The GCARC clubhouse hosts a sophisticated satellite ground station designed for reliable communication with amateur radio satellites on VHF and UHF bands. The primary transceiver is the Icom IC-9700, a multi-band all-mode radio covering 144 MHz, 430 MHz, and 1200 MHz, used mainly for transmission due to its high power output and precise frequency control. Reception is handled by an SDRplay RSPdx software-defined radio receiver paired with SDR Console software, providing wideband spectrum visibility and excellent sensitivity for weak satellite signals. This dual-radio approach allows simultaneous transmit and receive operations with optimal performance on each path. The antennas are the M2 436CP42UG 42-element 70 cm antenna and the 2MCP22 22 element 2 meter antenna mounted on the M2 fiberglass crossboom.

The entire station is automated using SkyRoof software, a specialized Windows application that integrates satellite tracking, pass prediction, frequency selection, and Doppler shift correction. SkyRoof calculates upcoming satellite passes, automatically tunes both the IC-9700 and SDRplay RSPdx to the correct uplink and downlink frequencies (compensating for Doppler effects caused by the satellite’s orbital motion), and points the antennas accordingly. Control of the radios is achieved through the Hamlib library’s rigctld daemon, which runs on the station’s Windows PC. Rigctld acts as a network server, listening on specific TCP ports and translating standard rigctl commands (a text-based protocol) into the native control commands for each radio—CI-V for the Icom IC-9700 and API calls for the SDRplay via SDR Console. This abstraction allows SkyRoof to control both radios uniformly without needing device-specific code.

Antenna pointing is managed by a custom Node-RED program running on a Raspberry Pi Zero connected to the Yaesu G-5500 azimuth-elevation rotator controller. The Node-RED flow emulates the rotctld daemon protocol, listening for rotator control commands from SkyRoof and translating them into pulses for the G-5500 to adjust azimuth and elevation. This same Node-RED program is versatile, also used in SatNOGS ground stations for rotator control, and includes a built-in web interface for manual antenna adjustments via a browser.

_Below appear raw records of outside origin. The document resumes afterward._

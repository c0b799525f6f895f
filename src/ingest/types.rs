// src/ingest/types.rs
use anyhow::{anyhow, Result};
use serde::{Deserialize, Serialize};
use std::fmt;
use std::str::FromStr;

/// Origin of a topic. The set of source kinds is closed. Reddit topics carry
/// their subreddit and RSS topics their feed name, so each subreddit and each
/// feed counts as its own source under the diversity cap.
#[derive(Debug, Clone, PartialEq, Eq, Hash, PartialOrd, Ord, Serialize, Deserialize)]
#[serde(into = "String", try_from = "String")]
pub enum SourceTag {
    HackerNews,
    Reddit(String),
    Rss(String),
    Twitter,
}

impl SourceTag {
    /// Short kind label used for metrics and logs ("rss" for every feed).
    pub fn kind(&self) -> &'static str {
        match self {
            SourceTag::HackerNews => "hackernews",
            SourceTag::Reddit(_) => "reddit",
            SourceTag::Rss(_) => "rss",
            SourceTag::Twitter => "twitter",
        }
    }
}

impl fmt::Display for SourceTag {
    fn fmt(&self, f: &mut fmt::Formatter<'_>) -> fmt::Result {
        match self {
            SourceTag::Reddit(sub) => write!(f, "reddit:{sub}"),
            SourceTag::Rss(name) => write!(f, "rss:{name}"),
            other => f.write_str(other.kind()),
        }
    }
}

impl FromStr for SourceTag {
    type Err = anyhow::Error;

    fn from_str(s: &str) -> Result<Self> {
        let named = |prefix: &str| {
            s.strip_prefix(prefix)
                .filter(|name| !name.trim().is_empty())
                .map(str::to_string)
        };
        match s {
            "hackernews" => Ok(SourceTag::HackerNews),
            "twitter" => Ok(SourceTag::Twitter),
            _ => {
                if let Some(sub) = named("reddit:") {
                    Ok(SourceTag::Reddit(sub))
                } else if let Some(name) = named("rss:") {
                    Ok(SourceTag::Rss(name))
                } else {
                    Err(anyhow!("unknown source tag: {s}"))
                }
            }
        }
    }
}

impl From<SourceTag> for String {
    fn from(tag: SourceTag) -> Self {
        tag.to_string()
    }
}

impl TryFrom<String> for SourceTag {
    type Error = anyhow::Error;

    fn try_from(s: String) -> Result<Self> {
        s.parse()
    }
}

/// A single discussion reply attached to a selected topic.
#[derive(Debug, Clone, Serialize, Deserialize, PartialEq, Eq)]
pub struct Comment {
    pub author: Option<String>,
    pub body: String,
    /// Absent when the upstream exposes no comment score (Hacker News).
    pub score: Option<i64>,
    #[serde(default)]
    pub flagged_interesting: bool,
}

impl Comment {
    /// Score used for ranking; absent counts as zero.
    pub fn rank_score(&self) -> i64 {
        self.score.unwrap_or(0)
    }
}

/// A normalized hot-topic candidate. Field names are the artifact schema.
#[derive(Debug, Clone, Serialize, Deserialize, PartialEq, Eq)]
pub struct Topic {
    pub id: String,
    pub source: SourceTag,
    pub title: String,
    pub url: String,
    pub score: u64,
    pub comments_count: u64,
    pub author: Option<String>,
    pub excerpt: Option<String>,
    pub language: String,
    #[serde(default)]
    pub comments: Vec<Comment>,
}

/// Item as pulled from an upstream payload, before validation.
/// Numeric fields are signed so upstream negatives can be clamped.
#[derive(Debug, Clone, Default)]
pub struct RawItem {
    /// Finer-grained origin than the adapter's own tag (a post's subreddit).
    pub source: Option<SourceTag>,
    pub id: String,
    pub title: String,
    pub url: String,
    pub score: i64,
    pub comments_count: i64,
    pub author: Option<String>,
    pub excerpt: Option<String>,
}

Antenna switching between transmit (IC-9700) and receive (SDRplay) paths is handled by a custom circuit board installed inside the IC-9700. This board detects transmit/receive states and provides a switched output to route the signal to the SDR receiver during reception, ensuring low-loss paths and protecting the sensitive SDR from high transmit power.
The station operates autonomously during satellite passes, enabling voice (SSB), digital modes, and telemetry reception. It supports linear transponder satellites (uplink on one band, downlink on another) with full Doppler correction and antenna tracking. Skyroof does a great job of allowing the user to navigate downlink frequencies on the SDR waterfall with the uplink frequency perfectly tracking the Doppler-correct corresponding uplink frequency, something that other programs like PST Rotator didn’t handle as well. The setup demonstrates advanced integration of commercial radios, SDR technology, open-source software (SkyRoof, Hamlib, Node-RED), and custom hardware, making reliable satellite contacts possible from the clubhouse location.